In August 2014, the FASB issued ASU 2014-14,Receivables – Troubled Debt Restructurings by Creditors (Subtopic 310-40). The amendments in this Update require that a mortgage loan be derecognized and that a separate other receivable be recognized upon foreclosure if the following conditions are met: (1) the loan has a government guarantee that is not separable from the loan before foreclosure, (2) at the time of foreclosure, the creditor has the intent to convey the real estate property to the guarantor and make a claim on the guarantee, and the creditor has the ability to recover under that claim, and (3) at the time of foreclosure, any amount of the claim that is determined on the basis of the fair value of the real estate is fixed. Upon foreclosure, the separate other receivable should be measured based on the amount of the loan balance (principal and interest) expected to be recovered from the guarantor. The amendments in this Update are effective for public business entities for annual periods, and interim periods within those annual periods, beginning after December 15, 2014. This Update did not have a significant impact on the Company’s financial statements.
In August 2014, the FASB issued ASU 2014-15,Presentation of Financial Statements – Going Concern (Subtopic205-40). The amendments in this Update provide guidance in accounting principles generally accepted in the United States of America about management’s responsibility to evaluate whether there is substantial doubt about an entity’s ability to continue as a going concern and to provide related footnote disclosures. The amendments in this Update are effective for the annual period ending after December 15, 2016, and for annual periods and interim periods thereafter.
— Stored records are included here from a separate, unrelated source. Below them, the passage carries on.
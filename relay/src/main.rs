//! StockSync Relay
//!
//! A small sync server implementing the direct-by-name backend, for LAN
//! deployments and local development:
//!   GET  /get?endpoint=<name>   returns the stored collection
//!   POST /sync?endpoint=<name>  merges the pushed collection and returns it
//!   GET  /health
//!
//! Usage:
//!   stocksync-relay --port 4010
//!
//! Collections live in memory only; restarting the relay empties it and the
//! next push from each device repopulates it.

use anyhow::{Context, Result};
use clap::Parser;
use std::sync::Arc;
use stocksync_relay::{build_router, RelayState};
use tracing::{info, Level};
use tracing_subscriber::FmtSubscriber;

#[derive(Parser, Debug)]
#[command(name = "stocksync-relay")]
#[command(about = "StockSync direct-backend sync relay")]
struct Args {
    /// Port to listen on (HTTP)
    #[arg(short, long, default_value = "4010")]
    port: u16,

    /// Address to bind
    #[arg(short, long, default_value = "0.0.0.0")]
    bind: String,

    /// Enable verbose debug logging
    #[arg(short, long)]
    verbose: bool,
}

#[tokio::main]
async fn main() -> Result<()> {
    let args = Args::parse();
    let log_level = if args.verbose { Level::DEBUG } else { Level::INFO };
    FmtSubscriber::builder()
        .with_max_level(log_level)
        .with_target(false)
        .compact()
        .init();

    info!("StockSync Relay starting...");

    let addr = format!("{}:{}", args.bind, args.port);
    let listener = tokio::net::TcpListener::bind(&addr)
        .await
        .with_context(|| format!("Failed to bind {addr}"))?;
    let app = build_router(Arc::new(RelayState::new()));

    println!("\n========================================");
    println!("  StockSync Relay Running");
    println!("========================================");
    println!("  Listening: http://{}", addr);
    println!("\n  Client config:");
    println!("  {{\"backend\":{{\"kind\":\"direct\",\"base_url\":\"http://YOUR_HOST:{}\"}}}}", args.port);
    println!("========================================\n");

    axum::serve(listener, app)
        .with_graceful_shutdown(shutdown_signal())
        .await
        .context("HTTP server failed")?;

    info!("StockSync Relay stopped");
    Ok(())
}

async fn shutdown_signal() {
    if let Err(e) = tokio::signal::ctrl_c().await {
        tracing::warn!("Failed to listen for shutdown signal: {}", e);
    }
}
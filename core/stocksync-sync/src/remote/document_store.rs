//! Indirected document-store backend.
//!
//! Each collection lives in an opaque container whose identifier is kept in
//! the [`EndpointRegistry`]. Requests carry a static access credential header.
//!
//! - create:  `POST <base>` with the record array; the response carries the
//!   generated container id (`metadata.id` or `id`)
//! - fetch:   `GET <base>/<id>/latest`; the array arrives wrapped in `record`,
//!   possibly as a JSON-encoded string
//! - replace: `PUT <base>/<id>` with the record array

use super::http::{build_client, ensure_success, join_url, read_records};
use super::payload::{container_id_from_value, records_from_value, DecodeError};
use super::store::RemoteStore;
use crate::error::{SyncError, SyncResult};
use crate::policy::ProtectedCollectionPolicy;
use crate::registry::EndpointRegistry;
use async_trait::async_trait;
use reqwest::{Client, RequestBuilder};
use serde::{Deserialize, Serialize};
use serde_json::Value;
use std::sync::Arc;
use std::time::Duration;
use stocksync_types::Record;
use tracing::{debug, info, warn};

const CONTAINER_NAME_HEADER: &str = "X-Bin-Name";
const CONTAINER_PRIVATE_HEADER: &str = "X-Bin-Private";

/// Document-store backend configuration.
#[derive(Debug, Clone, PartialEq, Eq, Serialize, Deserialize)]
#[serde(default)]
pub struct DocumentStoreConfig {
    /// Base URL of the container API (e.g. `https://api.jsonbin.io/v3/b`).
    pub base_url: String,
    /// Static access credential sent with every request.
    pub access_key: String,
    /// Header carrying the credential.
    pub access_key_header: String,
    /// Whether newly created containers are private.
    pub private_containers: bool,
}

impl Default for DocumentStoreConfig {
    fn default() -> Self {
        Self {
            base_url: "https://api.jsonbin.io/v3/b".to_string(),
            access_key: String::new(),
            access_key_header: "X-Master-Key".to_string(),
            private_containers: true,
        }
    }
}

/// Document-store backend.
pub struct DocumentStoreBackend {
    config: DocumentStoreConfig,
    client: Client,
    registry: Arc<EndpointRegistry>,
    policy: Arc<ProtectedCollectionPolicy>,
}

impl DocumentStoreBackend {
    /// Creates a backend resolving containers through `registry` and gating
    /// container creation with `policy`.
    pub fn new(
        config: DocumentStoreConfig,
        timeout: Duration,
        registry: Arc<EndpointRegistry>,
        policy: Arc<ProtectedCollectionPolicy>,
    ) -> SyncResult<Self> {
        if config.base_url.trim().is_empty() {
            return Err(SyncError::Config(
                "document store base_url is empty".to_string(),
            ));
        }
        if config.access_key_header.trim().is_empty() {
            return Err(SyncError::Config(
                "document store access_key_header is empty".to_string(),
            ));
        }
        Ok(Self {
            client: build_client(timeout)?,
            config,
            registry,
            policy,
        })
    }

    fn authorized(&self, request: RequestBuilder) -> RequestBuilder {
        request.header(
            self.config.access_key_header.as_str(),
            self.config.access_key.as_str(),
        )
    }

    /// Creates a container holding `records` and records its id.
    async fn create_container(
        &self,
        endpoint: &str,
        records: &[Record],
    ) -> SyncResult<Vec<Record>> {
        self.policy.check_overwrite(endpoint)?;

        debug!("Creating container for '{}'", endpoint);

        let request = self
            .client
            .post(join_url(&self.config.base_url, ""))
            .header(CONTAINER_NAME_HEADER, endpoint)
            .header(
                CONTAINER_PRIVATE_HEADER,
                if self.config.private_containers { "true" } else { "false" },
            )
            .json(records);

        let response = self
            .authorized(request)
            .send()
            .await
            .map_err(|e| SyncError::from_reqwest(e, "container creation"))?;

        let response = ensure_success(response).await?;
        let bytes = response
            .bytes()
            .await
            .map_err(|e| SyncError::from_reqwest(e, "container creation"))?;
        let value: Value = serde_json::from_slice(&bytes).map_err(DecodeError::from)?;

        let container_id = container_id_from_value(&value).ok_or_else(|| {
            DecodeError::UnexpectedShape("creation response has no container id".to_string())
        })?;

        self.registry
            .set_container_id(endpoint, &container_id)
            .await?;
        info!("Created container {} for '{}'", container_id, endpoint);

        match records_from_value(value, 0) {
            Ok(view) => Ok(view),
            Err(e) => {
                warn!("Creation response for '{}' has no record view: {}", endpoint, e);
                Ok(Vec::new())
            }
        }
    }
}

#[async_trait]
impl RemoteStore for DocumentStoreBackend {
    fn backend_name(&self) -> &'static str {
        "document_store"
    }

    async fn fetch_collection(&self, endpoint: &str) -> SyncResult<Vec<Record>> {
        let Some(container_id) = self.registry.container_id(endpoint).await? else {
            debug!("No container for '{}' yet, nothing to fetch", endpoint);
            return Ok(Vec::new());
        };

        debug!("Fetching '{}' from container {}", endpoint, container_id);

        let request = self
            .client
            .get(join_url(&self.config.base_url, &format!("{container_id}/latest")));

        let response = self
            .authorized(request)
            .send()
            .await
            .map_err(|e| SyncError::from_reqwest(e, "fetch"))?;

        let response = ensure_success(response).await?;
        read_records(response, endpoint, "fetch").await
    }

    async fn replace_collection(
        &self,
        endpoint: &str,
        records: &[Record],
    ) -> SyncResult<Vec<Record>> {
        let Some(container_id) = self.registry.container_id(endpoint).await? else {
            return self.create_container(endpoint, records).await;
        };

        debug!(
            "Replacing container {} for '{}' with {} records",
            container_id,
            endpoint,
            records.len()
        );

        let request = self
            .client
            .put(join_url(&self.config.base_url, &container_id))
            .json(records);

        let response = self
            .authorized(request)
            .send()
            .await
            .map_err(|e| SyncError::from_reqwest(e, "push"))?;

        let response = ensure_success(response).await?;
        read_records(response, endpoint, "push").await
    }
}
Early application is permitted. This Update is not expected to have a significant impact on the Company’s financial statements.
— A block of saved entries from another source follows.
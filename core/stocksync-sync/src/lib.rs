//! Offline-first collection sync engine for StockSync.
//!
//! Keeps named record collections ("products", "sales", ...) converged across
//! devices that work offline and sync through a shared remote.
//!
//! # Architecture
//!
//! Collections are flat sets of [`Record`]s keyed by id. Each record carries
//! an `updatedAt` timestamp and the id of the device that last wrote it, and
//! merges are record-level last-write-wins. Deletions are tombstones
//! (`deleted: true`) that travel with the collection and are hidden from
//! callers.
//!
//! ## Components
//!
//! - **Merge**: pure LWW and override merges ([`merge`])
//! - **Remote**: the [`RemoteStore`] trait and its two HTTP backends
//! - **State**: device identity and the endpoint registry ([`SyncState`])
//! - **Policy**: which collections an untrusted device may push
//! - **Engine**: orchestrates the sync strategies ([`SyncEngine`])
//!
//! ## Sync Process
//!
//! 1. **Fetch**: read the remote collection (unreachable remote → local only)
//! 2. **Merge**: reconcile against the caller's local records
//! 3. **Stamp**: fill missing timestamps, set this device as last writer
//! 4. **Persist**: write the merged set to local storage
//! 5. **Push**: replace the remote collection, unless policy forbids it
//!
//! # Example
//!
//! ```no_run
//! use std::sync::Arc;
//! use stocksync_storage::MemoryStore;
//! use stocksync_sync::{SyncConfig, SyncEngine};
//! use stocksync_types::Record;
//!
//! # async fn run() -> stocksync_sync::SyncResult<()> {
//! let engine = SyncEngine::from_config(&SyncConfig::default(), Arc::new(MemoryStore::new())).await?;
//!
//! let local = vec![Record::new("sale-1").with_field("total", 42)];
//! let visible = engine.instant_sync("sales", &local, false).await?;
//! # let _ = visible;
//! # Ok(())
//! # }
//! ```
//!
//! [`Record`]: stocksync_types::Record

pub mod config;
mod engine;
mod error;
pub mod identity;
pub mod merge;
pub mod policy;
pub mod registry;
pub mod remote;
pub mod state;

pub use config::{BackendConfig, SyncConfig};
pub use engine::SyncEngine;
pub use error::{SyncError, SyncResult};
pub use identity::{DeviceIdentity, DEVICE_ID_KEY};
pub use merge::{merge, merge_visible, override_merge, visible, MergeConflict, MergeOutcome, MergeSide};
pub use policy::{ProtectedCollectionPolicy, DEFAULT_PROTECTED_COLLECTIONS};
pub use registry::{EndpointMap, EndpointRegistry, CENTRAL_ENDPOINT_MAP_KEY, LEGACY_CONTAINER_KEY_PREFIX};
pub use remote::{
    build_remote, decode_records, DecodeError, DirectBackend, DirectConfig, DocumentStoreBackend,
    DocumentStoreConfig, RemoteStore,
};
pub use state::SyncState;
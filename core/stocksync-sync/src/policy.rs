//! Protected-collection policy.
//!
//! Master/reference collections may only have their remote container created
//! or overwritten by a trusted device. Every device may still fetch and merge
//! them locally.

use crate::error::{SyncError, SyncResult};
use std::collections::BTreeSet;

/// Collections protected when the configuration does not say otherwise.
pub const DEFAULT_PROTECTED_COLLECTIONS: &[&str] = &["products", "users"];

/// Decides whether this device may push a collection.
#[derive(Debug, Clone, PartialEq, Eq)]
pub struct ProtectedCollectionPolicy {
    protected: BTreeSet<String>,
    trusted_device: bool,
}

impl ProtectedCollectionPolicy {
    /// Creates a policy over `protected` for a device with the given trust.
    pub fn new<I, S>(protected: I, trusted_device: bool) -> Self
    where
        I: IntoIterator<Item = S>,
        S: Into<String>,
    {
        Self {
            protected: protected.into_iter().map(Into::into).collect(),
            trusted_device,
        }
    }

    /// Returns true if `endpoint` is a protected collection.
    pub fn is_protected(&self, endpoint: &str) -> bool {
        self.protected.contains(endpoint)
    }

    /// Returns true if this device is trusted.
    pub fn is_trusted_device(&self) -> bool {
        self.trusted_device
    }

    /// Returns true if this device may create or overwrite `endpoint` remotely.
    pub fn may_overwrite(&self, endpoint: &str) -> bool {
        self.trusted_device || !self.is_protected(endpoint)
    }

    /// Like [`may_overwrite`](Self::may_overwrite), as a `PolicyDenied` error.
    pub fn check_overwrite(&self, endpoint: &str) -> SyncResult<()> {
        if self.may_overwrite(endpoint) {
            Ok(())
        } else {
            Err(SyncError::PolicyDenied {
                reason: format!("'{endpoint}' is protected and this device is not trusted"),
            })
        }
    }

    /// The protected collection names, sorted.
    pub fn protected_collections(&self) -> impl Iterator<Item = &str> {
        self.protected.iter().map(String::as_str)
    }
}

impl Default for ProtectedCollectionPolicy {
    fn default() -> Self {
        Self::new(DEFAULT_PROTECTED_COLLECTIONS.iter().copied(), false)
    }
}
In November 2014, the FASB issued ASU 2014-16,Derivatives and Hedging (Topic 815): Determining Whether the Host Contract in a Hybrid Financial Instrument Issued in the Form of a Share Is More Akin to Debt or to Equity (a consensus of the FASB Emerging Issues Task Force). This Update clarifies how current U.S. GAAP should be interpreted in subjectively evaluating the economic characteristics and risks of a host contract in a hybrid financial instrument that is issued in the form of a share. Public business entities are required to implement the new requirements in fiscal years and interim periods within those fiscal years beginning after December 15, 2015. This Update is not expected to have a significant impact on the Company’s financial statements.
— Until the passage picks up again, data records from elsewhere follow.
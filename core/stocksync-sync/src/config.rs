//! Sync configuration.

use crate::error::{SyncError, SyncResult};
use crate::policy::DEFAULT_PROTECTED_COLLECTIONS;
use crate::remote::{DirectConfig, DocumentStoreConfig};
use serde::{Deserialize, Serialize};
use std::path::Path;
use std::time::Duration;

/// Which remote backend shape to talk to.
#[derive(Debug, Clone, PartialEq, Eq, Serialize, Deserialize)]
#[serde(tag = "kind", rename_all = "snake_case")]
pub enum BackendConfig {
    /// Collections addressed directly by name.
    Direct(DirectConfig),
    /// Collections behind registry-resolved container ids.
    DocumentStore(DocumentStoreConfig),
}

impl Default for BackendConfig {
    fn default() -> Self {
        BackendConfig::Direct(DirectConfig::default())
    }
}

/// Configuration for the sync engine.
#[derive(Debug, Clone, PartialEq, Eq, Serialize, Deserialize)]
#[serde(default)]
pub struct SyncConfig {
    /// Whether this device may create or overwrite protected collections.
    pub trusted_device: bool,
    /// Collections only a trusted device may push.
    pub protected_collections: Vec<String>,
    /// Upper bound on every remote request (ms).
    pub request_timeout_ms: u64,
    /// Remote backend.
    pub backend: BackendConfig,
}

impl Default for SyncConfig {
    fn default() -> Self {
        Self {
            trusted_device: false,
            protected_collections: DEFAULT_PROTECTED_COLLECTIONS
                .iter()
                .map(|s| (*s).to_string())
                .collect(),
            request_timeout_ms: 30_000,
            backend: BackendConfig::default(),
        }
    }
}

impl SyncConfig {
    /// Parses a JSON configuration document.
    pub fn from_json_str(json: &str) -> SyncResult<Self> {
        let config: Self = serde_json::from_str(json)
            .map_err(|e| SyncError::Config(format!("failed to parse config: {e}")))?;
        config.validate()?;
        Ok(config)
    }

    /// Reads and parses a JSON configuration file.
    pub fn from_json_file(path: impl AsRef<Path>) -> SyncResult<Self> {
        let path = path.as_ref();
        let raw = std::fs::read_to_string(path).map_err(|e| {
            SyncError::Config(format!("failed to read {}: {e}", path.display()))
        })?;
        Self::from_json_str(&raw)
    }

    /// Checks invariants serde cannot express.
    pub fn validate(&self) -> SyncResult<()> {
        if self.request_timeout_ms == 0 {
            return Err(SyncError::Config(
                "request_timeout_ms must be positive".to_string(),
            ));
        }
        Ok(())
    }

    /// The per-request timeout.
    pub fn request_timeout(&self) -> Duration {
        Duration::from_millis(self.request_timeout_ms)
    }
}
In January 2015, the FASB issued ASU 2015-01,Income Statement – Extraordinary and Unusual Items,as part of its initiative to reduce complexity in accounting standards. This Update eliminates from U.S. GAAP the concept of extraordinary items. The amendments in this Update are effective for fiscal years, and interim periods within those fiscal years, beginning after December 15, 2015. A reporting entity may apply the amendments prospectively. A reporting entity may also apply the amendments retrospectively to all prior periods presented in the financial statements. Early adoption is permitted provided that the guidance is applied from the beginning of the fiscal year of adoption. This Update is not expected to have a significant impact on the Company’s financial statements.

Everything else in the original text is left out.